While the code is trivial and easy enough to replace with serial io nuni is in no way completely independent of a BIOS.
//Peter
Hmm, than the project details are a little bit misleading. It would be kind of cool to see it as a payload though....
Thanks - Joe
On Fri, Mar 30, 2007 at 12:22:05PM -0400, joe@smittys.pointclark.net wrote:
Hmm, than the project details are a little bit misleading. It would be kind of cool to see it as a payload though....
Sure, someone should check it out. But the last release was 6-7 years ago, it seems. Looks pretty unmaintained.
Uwe.
Quoting Uwe Hermann uwe@hermann-uwe.de:
On Fri, Mar 30, 2007 at 12:22:05PM -0400, joe@smittys.pointclark.net wrote:
Hmm, than the project details are a little bit misleading. It would be kind of cool to see it as a payload though....

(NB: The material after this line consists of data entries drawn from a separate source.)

//! Income over a calendar period, bucketed for charting.
//!
//! All calendar arithmetic (midnight, start of week, start of month) happens
//! in the time zone of the reference instant the caller passes in. Buckets
//! are half-open: a sale stamped exactly at midnight belongs to the day that
//! starts at that midnight.

use std::fmt;
use std::str::FromStr;

use chrono::{DateTime, Datelike, Duration, NaiveDate, NaiveDateTime, TimeZone, Utc};
use rust_decimal::Decimal;
use serde::{Deserialize, Serialize};
use tracing::debug;

use crate::domain::sale::Sale;

pub const WEEKDAY_LABELS: [&str; 7] = ["Sun", "Mon", "Tue", "Wed", "Thu", "Fri", "Sat"];

#[derive(Clone, Copy, Debug, Default, PartialEq, Eq, Hash, Serialize, Deserialize)]
#[serde(rename_all = "snake_case")]
pub enum Period {
    #[default]
    Day,
    Week,
    Month,
}

impl Period {
    pub fn as_str(&self) -> &'static str {
        match self {
            Self::Day => "day",
            Self::Week => "week",
            Self::Month => "month",
        }
    }

    /// Chart caption fragment.
    pub fn label(&self) -> &'static str {
        match self {
            Self::Day => "Today",
            Self::Week => "This Week",
            Self::Month => "This Month",
        }
    }
}

impl fmt::Display for Period {
    fn fmt(&self, f: &mut fmt::Formatter<'_>) -> fmt::Result {
        f.write_str(self.as_str())
    }
}

impl FromStr for Period {
    type Err = String;

    fn from_str(value: &str) -> Result<Self, Self::Err> {
        match value.trim().to_ascii_lowercase().as_str() {
            "day" => Ok(Self::Day),
            "week" => Ok(Self::Week),
            "month" => Ok(Self::Month),
            other => Err(format!("unsupported period `{other}` (expected day|week|month)")),
        }
    }
}

#[derive(Clone, Debug, PartialEq, Eq, Serialize, Deserialize)]
pub struct Bucket {
    pub label: String,
    pub start: DateTime<Utc>,
    pub end: DateTime<Utc>,
    pub total: Decimal,
}

#[derive(Clone, Debug, PartialEq, Eq, Serialize, Deserialize)]
pub struct IncomeReport {
    pub period: Period,
    pub start_date: DateTime<Utc>,
    /// Exclusive end of the last bucket.
    pub end_date: DateTime<Utc>,
    pub buckets: Vec<Bucket>,
    /// Headline totals cover every sale at or after `start_date`, including
    /// any stamped after `end_date`.
    pub total_income: Decimal,
    pub total_units: u64,
    pub transaction_count: usize,
    pub avg_sale_per_transaction: Decimal,
}

impl IncomeReport {
    pub fn bucket_sum(&self) -> Decimal {
        self.buckets.iter().map(|bucket| bucket.total).sum()
    }
}

pub fn aggregate<Tz: TimeZone>(
    sales: &[Sale],
    period: Period,
    reference_instant: &DateTime<Tz>,
) -> IncomeReport {
    let tz = reference_instant.timezone();
    let today = reference_instant.naive_local().date();
    let start_day = period_start_day(period, today);
    let start_date = local_instant(&tz, midnight(start_day));

    let included: Vec<&Sale> =
        sales.iter().filter(|sale| sale.occurred_at_or_after(start_date)).collect();

    let total_income: Decimal = included.iter().map(|sale| sale.total).sum();
    let total_units: u64 = included.iter().map(|sale| u64::from(sale.quantity)).sum();
    let transaction_count = included.len();
    let avg_sale_per_transaction = if transaction_count == 0 {
        Decimal::ZERO
    } else {
        total_income / Decimal::from(transaction_count)
    };

    let buckets: Vec<Bucket> = bucket_ranges(period, start_day)
        .into_iter()
        .map(|(label, from, to)| {
            let start = local_instant(&tz, from);
            let end = local_instant(&tz, to);
            let total = included
                .iter()
                .filter(|sale| sale.date.is_some_and(|date| date >= start && date < end))
                .map(|sale| sale.total)
                .sum();
            Bucket { label, start, end, total }
        })
        .collect();
    let end_date = buckets.last().map(|bucket| bucket.end).unwrap_or(start_date);

    IncomeReport {
        period,
        start_date,
        end_date,
        buckets,
        total_income,
        total_units,
        transaction_count,
        avg_sale_per_transaction,
    }
}

/// Holds the period the income view is showing. Every switch recomputes the
/// report synchronously.
#[derive(Clone, Copy, Debug, Default, PartialEq, Eq)]
pub struct PeriodSelector {
    current: Period,
}

impl PeriodSelector {
    pub fn new(period: Period) -> Self {
        Self { current: period }
    }

    pub fn current(&self) -> Period {
        self.current
    }

    pub fn switch_to<Tz: TimeZone>(
        &mut self,
        period: Period,
        sales: &[Sale],
        now: &DateTime<Tz>,
    ) -> IncomeReport {
        debug!(
            event_name = "partsdesk.income.period_switched",
            from = self.current.as_str(),
            to = period.as_str(),
            "income period switched"
        );
        self.current = period;
        self.refresh(sales, now)
    }

    pub fn refresh<Tz: TimeZone>(&self, sales: &[Sale], now: &DateTime<Tz>) -> IncomeReport {
        aggregate(sales, self.current, now)
    }
}

fn period_start_day(period: Period, today: NaiveDate) -> NaiveDate {
    match period {
        Period::Day => today,
        Period::Week => {
            today - Duration::days(i64::from(today.weekday().num_days_from_sunday()))
        }
        Period::Month => NaiveDate::from_ymd_opt(today.year(), today.month(), 1).unwrap_or(today),
    }
}

fn bucket_ranges(
    period: Period,
    start_day: NaiveDate,
) -> Vec<(String, NaiveDateTime, NaiveDateTime)> {
    let start = midnight(start_day);
    match period {
        Period::Day => (0..24)
            .map(|hour| {
                (
                    format!("{hour}:00"),
                    start + Duration::hours(hour),
                    start + Duration::hours(hour + 1),
                )
            })
            .collect(),
        Period::Week => (0..7)
            .map(|offset| {
                let day = start_day + Duration::days(offset);
                let label = WEEKDAY_LABELS[day.weekday().num_days_from_sunday() as usize];
                (label.to_string(), midnight(day), midnight(day + Duration::days(1)))
            })
            .collect(),
        Period::Month => (0..i64::from(days_in_month(start_day)))
            .map(|offset| {
                let day = start_day + Duration::days(offset);
                ((offset + 1).to_string(), midnight(day), midnight(day + Duration::days(1)))
            })
            .collect(),
    }
}

fn days_in_month(first_of_month: NaiveDate) -> u32 {
    let (year, month) = if first_of_month.month() == 12 {
        (first_of_month.year() + 1, 1)
    } else {
        (first_of_month.year(), first_of_month.month() + 1)
    };
    NaiveDate::from_ymd_opt(year, month, 1)
        .map(|next| (next - first_of_month).num_days() as u32)
        .unwrap_or(30)
}

fn midnight(day: NaiveDate) -> NaiveDateTime {
    day.and_time(chrono::NaiveTime::MIN)
}

/// Resolves a wall-clock time in `tz`. Ambiguous times take the earlier
/// instant; times skipped by a DST jump resolve one hour later.
fn local_instant<Tz: TimeZone>(tz: &Tz, naive: NaiveDateTime) -> DateTime<Utc> {
    tz.from_local_datetime(&naive)
        .earliest()
        .or_else(|| tz.from_local_datetime(&(naive + Duration::hours(1))).earliest())
        .map(|resolved| resolved.with_timezone(&Utc))
        .unwrap_or_else(|| Utc.from_utc_datetime(&naive))
}

#[cfg(test)]
mod tests {
    use chrono::{DateTime, FixedOffset, TimeZone, Utc};
    use rust_decimal::Decimal;

    use super::{aggregate, Period, PeriodSelector};
    use crate::domain::product::ProductId;
    use crate::domain::sale::Sale;

    fn at(raw: &str) -> DateTime<Utc> {
        DateTime::parse_from_rfc3339(raw).expect("valid timestamp").with_timezone(&Utc)
    }

    fn sale(raw: &str, quantity: u32, total: i64) -> Sale {
        Sale {
            date: Some(at(raw)),
            product_id: ProductId(1),
            product_name: "Exhaust Pipe".to_string(),
            quantity,
            price: Decimal::from(total) / Decimal::from(quantity.max(1)),
            total: Decimal::from(total),
        }
    }

    #[test]
    fn day_buckets_by_hour() {
        let sales = vec![sale("2024-01-01T05:30:00Z", 1, 100), sale("2024-01-01T13:00:00Z", 1, 50)];

        let report = aggregate(&sales, Period::Day, &at("2024-01-01T23:00:00Z"));

        assert_eq!(report.buckets.len(), 24);
        assert_eq!(report.buckets[5].total, Decimal::from(100));
        assert_eq!(report.buckets[13].total, Decimal::from(50));
        let others: Decimal = report
            .buckets
            .iter()
            .enumerate()
            .filter(|(hour, _)| *hour != 5 && *hour != 13)
            .map(|(_, bucket)| bucket.total)
            .sum();
        assert_eq!(others, Decimal::ZERO);
        assert_eq!(report.total_income, Decimal::from(150));
        assert_eq!(report.start_date, at("2024-01-01T00:00:00Z"));
        assert_eq!(report.buckets[0].label, "0:00");
        assert_eq!(report.buckets[23].label, "23:00");
    }

    #[test]
    fn week_starts_sunday_across_year_boundary() {
        // Wednesday 2024-01-03; week starts Sunday 2023-12-31
        let sales = vec![
            sale("2024-01-01T10:00:00Z", 2, 700),
            sale("2023-12-31T00:00:00Z", 1, 40),
            sale("2023-12-30T23:59:59Z", 1, 999),
        ];

        let report = aggregate(&sales, Period::Week, &at("2024-01-03T12:00:00Z"));

        assert_eq!(report.start_date, at("2023-12-31T00:00:00Z"));
        let labels: Vec<&str> = report.buckets.iter().map(|b| b.label.as_str()).collect();
        assert_eq!(labels, vec!["Sun", "Mon", "Tue", "Wed", "Thu", "Fri", "Sat"]);
        assert_eq!(report.buckets[1].total, Decimal::from(700));
        assert_eq!(report.buckets[0].total, Decimal::from(40));
        assert_eq!(report.total_income, Decimal::from(740));
        assert_eq!(report.total_units, 3);
    }

    #[test]
    fn week_monday_bucket_across_month_boundary() {
        // Wednesday 2024-05-01; week starts Sunday 2024-04-28
        let sales = vec![sale("2024-04-29T08:15:00Z", 1, 1200)];

        let report = aggregate(&sales, Period::Week, &at("2024-05-01T09:00:00Z"));

        assert_eq!(report.buckets[1].label, "Mon");
        assert_eq!(report.buckets[1].total, Decimal::from(1200));
    }

    #[test]
    fn week_buckets_are_half_open_at_midnight() {
        let sales = vec![sale("2024-01-02T00:00:00Z", 1, 10)];

        let report = aggregate(&sales, Period::Week, &at("2024-01-03T12:00:00Z"));

        assert_eq!(report.buckets[1].total, Decimal::ZERO);
        assert_eq!(report.buckets[2].total, Decimal::from(10));
    }

    #[test]
    fn month_has_one_bucket_per_day() {
        let sales = vec![
            sale("2024-02-29T18:00:00Z", 3, 1350),
            sale("2024-02-01T00:00:00Z", 1, 450),
            sale("2024-01-31T23:00:00Z", 1, 8500),
        ];

        let report = aggregate(&sales, Period::Month, &at("2024-02-15T12:00:00Z"));

        assert_eq!(report.buckets.len(), 29);
        assert_eq!(report.buckets[0].label, "1");
        assert_eq!(report.buckets[28].label, "29");
        assert_eq!(report.buckets[28].total, Decimal::from(1350));
        assert_eq!(report.buckets[0].total, Decimal::from(450));
        assert_eq!(report.total_income, Decimal::from(1800));
        assert_eq!(report.end_date, at("2024-03-01T00:00:00Z"));
    }

    #[test]
    fn december_has_thirty_one_buckets() {
        let report = aggregate(&[], Period::Month, &at("2023-12-09T12:00:00Z"));
        assert_eq!(report.buckets.len(), 31);
        assert_eq!(report.end_date, at("2024-01-01T00:00:00Z"));
    }

    #[test]
    fn empty_period_has_zero_average() {
        let sales = vec![sale("2023-06-01T10:00:00Z", 1, 100)];

        let report = aggregate(&sales, Period::Day, &at("2024-01-01T12:00:00Z"));

        assert_eq!(report.transaction_count, 0);
        assert_eq!(report.total_income, Decimal::ZERO);
        assert_eq!(report.avg_sale_per_transaction, Decimal::ZERO);
    }

    #[test]
    fn average_divides_income_by_transactions() {
        let sales = vec![sale("2024-01-01T01:00:00Z", 1, 100), sale("2024-01-01T02:00:00Z", 2, 50)];

        let report = aggregate(&sales, Period::Day, &at("2024-01-01T12:00:00Z"));

        assert_eq!(report.avg_sale_per_transaction, Decimal::from(75));
        assert_eq!(report.total_units, 3);
    }

    #[test]
    fn headline_totals_are_open_ended_but_buckets_are_not() {
        let sales = vec![sale("2024-01-01T09:00:00Z", 1, 100), sale("2024-01-02T01:00:00Z", 1, 60)];

        let report = aggregate(&sales, Period::Day, &at("2024-01-01T10:00:00Z"));

        assert_eq!(report.total_income, Decimal::from(160));
        assert_eq!(report.bucket_sum(), Decimal::from(100));
    }

    #[test]
    fn bucket_sum_matches_total_for_in_period_sales() {
        let sales: Vec<Sale> = (0..24)
            .map(|hour| sale(&format!("2024-03-10T{hour:02}:{:02}:00Z", hour * 2 % 60), 1, 17 * hour + 3))
            .collect();

        for period in [Period::Day, Period::Week, Period::Month] {
            let report = aggregate(&sales, period, &at("2024-03-10T23:59:00Z"));
            assert_eq!(report.bucket_sum(), report.total_income, "period {period}");
        }
    }

    #[test]
    fn undated_sales_are_ignored() {
        let mut undated = sale("2024-01-01T05:00:00Z", 1, 100);
        undated.date = None;

        let report = aggregate(&[undated], Period::Day, &at("2024-01-01T12:00:00Z"));

        assert_eq!(report.transaction_count, 0);
        assert_eq!(report.bucket_sum(), Decimal::ZERO);
    }

    #[test]
    fn calendar_follows_reference_time_zone() {
        let manila = FixedOffset::east_opt(8 * 3600).expect("valid offset");
        let reference = manila.with_ymd_and_hms(2024, 1, 1, 1, 0, 0).single().expect("instant");
        // 00:30 local on 2024-01-01
        let sales = vec![sale("2023-12-31T16:30:00Z", 1, 250)];

        let report = aggregate(&sales, Period::Day, &reference);

        assert_eq!(report.start_date, at("2023-12-31T16:00:00Z"));
        assert_eq!(report.buckets[0].total, Decimal::from(250));
    }

    #[test]
    fn selector_recomputes_on_switch() {
        let sales = vec![sale("2024-01-01T10:00:00Z", 1, 100), sale("2024-01-02T10:00:00Z", 1, 50)];
        let now = Utc.with_ymd_and_hms(2024, 1, 2, 12, 0, 0).single().expect("instant");
        let mut selector = PeriodSelector::default();

        assert_eq!(selector.current(), Period::Day);
        assert_eq!(selector.refresh(&sales, &now).total_income, Decimal::from(50));

        let weekly = selector.switch_to(Period::Week, &sales, &now);
        assert_eq!(selector.current(), Period::Week);
        assert_eq!(weekly.buckets.len(), 7);
        assert_eq!(weekly.total_income, Decimal::from(150));
    }

    #[test]
    fn periods_parse_from_strings() {
        assert_eq!("Week".parse::<Period>(), Ok(Period::Week));
        assert!("year".parse::<Period>().is_err());
        assert_eq!(Period::Month.label(), "This Month");
    }
}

Sure, someone should check it out. But the last release was 6-7 years ago, it seems. Looks pretty unmaintained.
Uwe.
nuni bootloader is written in 16 bit assembly and compiled with nasm. Does that matter? From what I can tell it does have it's own hd drivers built in. Would it need to be converted to 32 bit C to work as a payload?
Thanks - Joe
On Sat, Mar 31, 2007 at 11:48:56AM -0400, joe@smittys.pointclark.net wrote:
nuni bootloader is written in 16 bit assembly and compiled with nasm. Does that matter?
Yes, actually. Good point.
From what I can tell it does have it's own hd drivers built in. Would it need to be converted to 32 bit C to work as a payload?
It doesn't have to be C, but it needs to be compiled into 32-bit machine code, all payloads are ELF file, started in protected mode.
Also, (keyboard) input and (VGA) output needs to be rewritten to not depend on interrupt services. One could look at the FILO source for ideas, or just settle with using serial for example.
Note this last I/O part is difficult if not impossible to test if running nuni as a standalone program in Linux since there will already be other drivers using the same resources. (But you could unload the serial driver and work on nuni serial port support.)